Do I really want more than 32GB of RAM? Yes.

Should I buy more than 32 GB of RAM? :thonking:

bzdev,
@bzdev@fosstodon.org avatar

@Wyatt 32 GB? To put this in perspective, some decades ago (sorry if I got a name wrong), I met Paul Baran, who invented packet switching. He told me about once writing a proposal that would require a computer with a whopping 32 kilobytes (this is not a typo) of memory, and that John von Neumann reviewed it and said that he didn't see why anyone would need more than 16. Paul responded by saying that if his programmers were as capable as Dr. von Neumann, he could get by with 16 too.

bzdev, to random
@bzdev@fosstodon.org avatar

I've seen an original 3-button mouse - wheels turning potentiometers to track the position with the case made of wood. There was a reason for having 3 buttons: on the other side of the keyboard there was a pad with 5 piano-key-like levers. With 8 in total, by pressing multiple keys you could in effect type an 8-bit ASCII character, saving the time needed to move your hands to the keyboard just to type a couple of characters.

bzdev,
@bzdev@fosstodon.org avatar

@deshipu Your claim that "The editing commands are in the first 32 positions of ASCII" is not true in general: try using emacs.

bzdev,
@bzdev@fosstodon.org avatar

@deshipu The link I provided has an extended set of characters in addition to the original 7-bit ones It's not at the top of the page, though.
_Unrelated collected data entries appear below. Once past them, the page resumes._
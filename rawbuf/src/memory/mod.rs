//! Raw memory regions behind the byte buffers.
//!
//! A region is an address and a length. Buffers never hold references into a
//! region: every access copies bytes in or out through raw pointers, so any
//! number of aliases on the same thread can read and write it.

mod block;
pub(crate) use block::DirectBlock;

#[cfg(unix)]
mod mapping;
#[cfg(unix)]
pub(crate) use mapping::FileMapping;

/// A contiguous, fixed region of raw memory.
///
/// # Safety
/// `as_ptr` must return the same address for the whole lifetime of the value,
/// valid for reads of `len` bytes, and valid for writes unless the region was
/// created read-only.
pub(crate) unsafe trait Memory {
    fn as_ptr(&self) -> *mut u8;

    fn len(&self) -> usize;
}

#[inline]
fn check_span<M: Memory + ?Sized>(mem: &M, at: usize, len: usize) {
    assert!(
        at.checked_add(len).is_some_and(|end| end <= mem.len()),
        "region access [{at}, {at}+{len}) beyond {}",
        mem.len()
    );
}

/// Copy `dst.len()` bytes starting at `at` out of the region.
#[inline]
pub(crate) fn read<M: Memory + ?Sized>(mem: &M, at: usize, dst: &mut [u8]) {
    check_span(mem, at, dst.len());
    // Safety: span checked above; `dst` is caller memory and cannot overlap a
    // region no reference is ever handed out for.
    unsafe { std::ptr::copy_nonoverlapping(mem.as_ptr().add(at), dst.as_mut_ptr(), dst.len()) }
}

/// Copy `src` into the region starting at `at`.
///
/// Callers must not write through a region mapped without write access.
#[inline]
pub(crate) fn write<M: Memory + ?Sized>(mem: &M, at: usize, src: &[u8]) {
    check_span(mem, at, src.len());
    // Safety: span checked above, see `read`.
    unsafe { std::ptr::copy_nonoverlapping(src.as_ptr(), mem.as_ptr().add(at), src.len()) }
}

#[inline]
pub(crate) fn read_byte<M: Memory + ?Sized>(mem: &M, at: usize) -> u8 {
    check_span(mem, at, 1);
    // Safety: span checked above.
    unsafe { mem.as_ptr().add(at).read() }
}

#[inline]
pub(crate) fn write_byte<M: Memory + ?Sized>(mem: &M, at: usize, value: u8) {
    check_span(mem, at, 1);
    // Safety: span checked above.
    unsafe { mem.as_ptr().add(at).write(value) }
}

/// Move `len` bytes from `src` to `dst` inside the region; the ranges may
/// overlap.
#[inline]
pub(crate) fn copy_within<M: Memory + ?Sized>(mem: &M, src: usize, dst: usize, len: usize) {
    check_span(mem, src, len);
    check_span(mem, dst, len);
    // Safety: both spans checked above; `copy` has memmove semantics.
    unsafe { std::ptr::copy(mem.as_ptr().add(src), mem.as_ptr().add(dst), len) }
}
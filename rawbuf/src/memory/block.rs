use std::{
    alloc::{self, Layout},
    ptr::NonNull,
};

use super::Memory;
use crate::error::{BufferError, Result};

/// A zero-filled block from the global allocator, released on drop.
///
/// Buffers share a block through an `Rc`; the last handle to go releases it.
pub(crate) struct DirectBlock {
    ptr: NonNull<u8>,
    layout: Layout,
}

impl DirectBlock {
    /// Allocate `size` zeroed bytes aligned to `align` (a power of two).
    pub(crate) fn allocate(size: usize, align: usize) -> Result<Self> {
        let layout =
            Layout::from_size_align(size, align).map_err(|_| BufferError::OutOfMemory { size })?;
        if size == 0 {
            // Nothing to allocate; any non-null aligned address will do.
            let ptr = NonNull::new(layout.align() as *mut u8).ok_or(BufferError::OutOfMemory { size })?;
            return Ok(Self { ptr, layout });
        }
        // Safety: layout has a non-zero size.
        let ptr = unsafe { alloc::alloc_zeroed(layout) };
        let ptr = NonNull::new(ptr).ok_or(BufferError::OutOfMemory { size })?;
        tracing!("allocate direct block {:p}, {} bytes", ptr, size);
        Ok(Self { ptr, layout })
    }
}

unsafe impl Memory for DirectBlock {
    #[inline]
    fn as_ptr(&self) -> *mut u8 {
        self.ptr.as_ptr()
    }

    #[inline]
    fn len(&self) -> usize {
        self.layout.size()
    }
}

impl Drop for DirectBlock {
    fn drop(&mut self) {
        if self.layout.size() == 0 {
            return;
        }
        tracing!("release direct block {:p}, {} bytes", self.ptr, self.layout.size());
        // Safety: allocated in `allocate` with this very layout, released once.
        unsafe { alloc::dealloc(self.ptr.as_ptr(), self.layout) }
    }
}
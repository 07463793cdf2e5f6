//! Cursor state shared by every buffer kind.

use crate::error::{BufferError, Result};

/// Capacity, limit, position and mark of a buffer.
///
/// `mark <= position <= limit <= capacity` holds after every successful
/// mutation. Units are elements: bytes for byte buffers, scalars for views.
#[derive(Debug, Clone, Copy, PartialEq, Eq)]
pub struct BufferState {
    capacity: usize,
    limit: usize,
    position: usize,
    mark: Option<usize>,
}

impl BufferState {
    /// Create a state with `limit = capacity`, position 0 and no mark.
    #[inline]
    pub const fn with_capacity(capacity: usize) -> Self {
        Self {
            capacity,
            limit: capacity,
            position: 0,
            mark: None,
        }
    }

    /// Create a state from explicit values, rejecting any violation of the
    /// ordering invariant.
    pub fn new(
        capacity: usize,
        limit: usize,
        position: usize,
        mark: Option<usize>,
    ) -> Result<Self> {
        if limit > capacity {
            return Err(BufferError::illegal("limit", limit, capacity));
        }
        if position > limit {
            return Err(BufferError::illegal("position", position, limit));
        }
        if let Some(mark) = mark {
            if mark > position {
                return Err(BufferError::illegal("mark", mark, position));
            }
        }
        Ok(Self {
            capacity,
            limit,
            position,
            mark,
        })
    }

    /// Fixed number of elements.
    #[inline]
    pub const fn capacity(&self) -> usize {
        self.capacity
    }

    /// Index of the first element that should not be read or written.
    #[inline]
    pub const fn limit(&self) -> usize {
        self.limit
    }

    /// Index of the next element to be read or written.
    #[inline]
    pub const fn position(&self) -> usize {
        self.position
    }

    /// Recorded mark, if any.
    #[inline]
    pub const fn mark(&self) -> Option<usize> {
        self.mark
    }

    /// Elements between position and limit.
    #[inline]
    pub const fn remaining(&self) -> usize {
        self.limit - self.position
    }

    /// Move the position. A mark beyond the new position is discarded.
    pub fn set_position(&mut self, position: usize) -> Result<()> {
        if position > self.limit {
            return Err(BufferError::illegal("position", position, self.limit));
        }
        self.position = position;
        if self.mark.is_some_and(|m| m > position) {
            self.mark = None;
        }
        Ok(())
    }

    /// Move the limit. Position is clamped to it and a mark beyond it is
    /// discarded.
    pub fn set_limit(&mut self, limit: usize) -> Result<()> {
        if limit > self.capacity {
            return Err(BufferError::illegal("limit", limit, self.capacity));
        }
        self.limit = limit;
        if self.position > limit {
            self.position = limit;
        }
        if self.mark.is_some_and(|m| m > limit) {
            self.mark = None;
        }
        Ok(())
    }

    /// Record the current position.
    #[inline]
    pub fn mark_position(&mut self) {
        self.mark = Some(self.position);
    }

    /// Return to the recorded mark.
    pub fn reset(&mut self) -> Result<()> {
        let mark = self.mark.ok_or(BufferError::InvalidMark)?;
        self.position = mark;
        Ok(())
    }

    /// Position 0, limit at capacity, no mark.
    #[inline]
    pub fn clear(&mut self) {
        self.limit = self.capacity;
        self.position = 0;
        self.mark = None;
    }

    /// Limit at the current position, then position 0, no mark.
    #[inline]
    pub fn flip(&mut self) {
        self.limit = self.position;
        self.position = 0;
        self.mark = None;
    }

    /// Position 0, no mark.
    #[inline]
    pub fn rewind(&mut self) {
        self.position = 0;
        self.mark = None;
    }

    /// Position of a relative get of `n` elements. Does not move the cursor;
    /// call [`advance`](Self::advance) once the access succeeded.
    #[inline]
    pub(crate) fn check_get(&self, n: usize) -> Result<usize> {
        let remaining = self.remaining();
        if n > remaining {
            return Err(BufferError::Underflow {
                needed: n,
                remaining,
            });
        }
        Ok(self.position)
    }

    /// Position of a relative put of `n` elements. Does not move the cursor.
    #[inline]
    pub(crate) fn check_put(&self, n: usize) -> Result<usize> {
        let remaining = self.remaining();
        if n > remaining {
            return Err(BufferError::Overflow {
                needed: n,
                remaining,
            });
        }
        Ok(self.position)
    }

    /// Check that `[index, index + n)` lies within the capacity.
    #[inline]
    pub(crate) fn check_index(&self, index: usize, n: usize) -> Result<()> {
        match index.checked_add(n) {
            Some(end) if end <= self.capacity => Ok(()),
            _ => Err(BufferError::IndexOutOfBounds {
                index,
                len: self.capacity,
            }),
        }
    }

    #[inline]
    pub(crate) fn advance(&mut self, n: usize) {
        debug_assert!(n <= self.remaining());
        self.position += n;
    }

    /// State after a compaction that kept `kept` elements.
    #[inline]
    pub(crate) fn compacted(&mut self, kept: usize) {
        self.position = kept;
        self.limit = self.capacity;
        self.mark = None;
    }
}

#[allow(unreachable_pub)]
pub(crate) mod sealed {
    use super::BufferState;

    pub trait Cursor {
        /// Mutable cursor state. Only the checked `BufferState` transitions
        /// may go through it; capacity never changes after construction.
        fn state_mut(&mut self) -> &mut BufferState;
    }
}

use sealed::Cursor;

/// Cursor operations common to every buffer.
///
/// Implementors only expose their [`BufferState`]; everything else is
/// provided. The state can be read but not replaced from outside the crate:
///
/// ```compile_fail
/// use rawbuf::{Buffer, BufferState, DirectByteBuffer};
///
/// let mut buf = DirectByteBuffer::allocate(4).unwrap();
/// *buf.state_mut() = BufferState::new(1024, 1024, 0, None).unwrap();
/// ```
pub trait Buffer: Cursor {
    /// Cursor state of this buffer.
    fn state(&self) -> &BufferState;

    /// Whether mutating calls are rejected.
    fn is_read_only(&self) -> bool;

    /// Whether the content lives outside the Rust heap (allocated or mapped).
    fn is_direct(&self) -> bool;

    /// Fixed number of elements.
    #[inline]
    fn capacity(&self) -> usize {
        self.state().capacity()
    }

    /// Index of the next element to be read or written.
    #[inline]
    fn position(&self) -> usize {
        self.state().position()
    }

    /// Move the position; fails unless `position <= limit`.
    #[inline]
    fn set_position(&mut self, position: usize) -> Result<()> {
        self.state_mut().set_position(position)
    }

    /// Index of the first element that should not be read or written.
    #[inline]
    fn limit(&self) -> usize {
        self.state().limit()
    }

    /// Move the limit; fails unless `limit <= capacity`.
    #[inline]
    fn set_limit(&mut self, limit: usize) -> Result<()> {
        self.state_mut().set_limit(limit)
    }

    /// Recorded mark, if any.
    #[inline]
    fn mark(&self) -> Option<usize> {
        self.state().mark()
    }

    /// Record the current position.
    #[inline]
    fn mark_position(&mut self) {
        self.state_mut().mark_position()
    }

    /// Return to the recorded mark; fails with
    /// [`InvalidMark`](BufferError::InvalidMark) when there is none.
    #[inline]
    fn reset(&mut self) -> Result<()> {
        self.state_mut().reset()
    }

    /// Prepare for filling from the start.
    #[inline]
    fn clear(&mut self) {
        self.state_mut().clear()
    }

    /// Switch from filling to draining.
    #[inline]
    fn flip(&mut self) {
        self.state_mut().flip()
    }

    /// Drain again from the start.
    #[inline]
    fn rewind(&mut self) {
        self.state_mut().rewind()
    }

    /// `limit - position`.
    #[inline]
    fn remaining(&self) -> usize {
        self.state().remaining()
    }

    /// `remaining() > 0`.
    #[inline]
    fn has_remaining(&self) -> bool {
        self.remaining() > 0
    }
}

#[cfg(test)]
mod tests {
    use super::*;

    #[test]
    fn new_validates_ordering() {
        assert!(BufferState::new(10, 10, 3, Some(2)).is_ok());
        assert_eq!(
            BufferState::new(10, 11, 0, None),
            Err(BufferError::illegal("limit", 11, 10))
        );
        assert_eq!(
            BufferState::new(10, 5, 6, None),
            Err(BufferError::illegal("position", 6, 5))
        );
        assert_eq!(
            BufferState::new(10, 5, 3, Some(4)),
            Err(BufferError::illegal("mark", 4, 3))
        );
    }

    #[test]
    fn set_limit_clamps_position_and_drops_mark() {
        let mut state = BufferState::with_capacity(16);
        state.set_position(10).unwrap();
        state.mark_position();
        state.set_limit(8).unwrap();
        assert_eq!(state.position(), 8);
        assert_eq!(state.mark(), None);

        let mut state = BufferState::with_capacity(16);
        state.set_position(4).unwrap();
        state.mark_position();
        state.set_limit(8).unwrap();
        assert_eq!(state.mark(), Some(4));
    }

    #[test]
    fn set_position_drops_mark_beyond() {
        let mut state = BufferState::with_capacity(16);
        state.set_position(6).unwrap();
        state.mark_position();
        state.set_position(7).unwrap();
        assert_eq!(state.mark(), Some(6));
        state.set_position(5).unwrap();
        assert_eq!(state.mark(), None);
    }

    #[test]
    fn checks_do_not_move_cursor() {
        let mut state = BufferState::new(8, 4, 2, None).unwrap();
        assert_eq!(state.check_get(2), Ok(2));
        assert_eq!(
            state.check_get(3),
            Err(BufferError::Underflow {
                needed: 3,
                remaining: 2
            })
        );
        assert_eq!(
            state.check_put(3),
            Err(BufferError::Overflow {
                needed: 3,
                remaining: 2
            })
        );
        assert_eq!(state.position(), 2);
        state.advance(2);
        assert_eq!(state.position(), 4);
    }

    #[test]
    fn check_index_against_capacity() {
        let state = BufferState::new(8, 2, 0, None).unwrap();
        assert!(state.check_index(4, 4).is_ok());
        assert_eq!(
            state.check_index(5, 4),
            Err(BufferError::IndexOutOfBounds { index: 5, len: 8 })
        );
        assert!(state.check_index(usize::MAX, 2).is_err());
    }
}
BTW the first time I used emacs was in the 1970s and at that point, the keyboards were basically what you had on a teletype. Monitors that could display characters on a CRT were the latest innovation. If characters were not encoded in the same way as a teletype did, you wouldn't be able to hook it up to anything.

bzdev,
@bzdev@fosstodon.org avatar

@deshipu You can find a picture of the setup at https://history-computer.com/wp-content/uploads/2022/04/image-5.webp and there's a keypad with 5 levers + a 3-button mouse. The version I saw replaced the separate keyboard and monitor with a terminal containing both. They really sent 8 bits: 7 bit ASCII + a parity bit, and they used the parity bit as an eighth bit. I've seen people use this device while editing documents. How things evolved decades later is not relevant.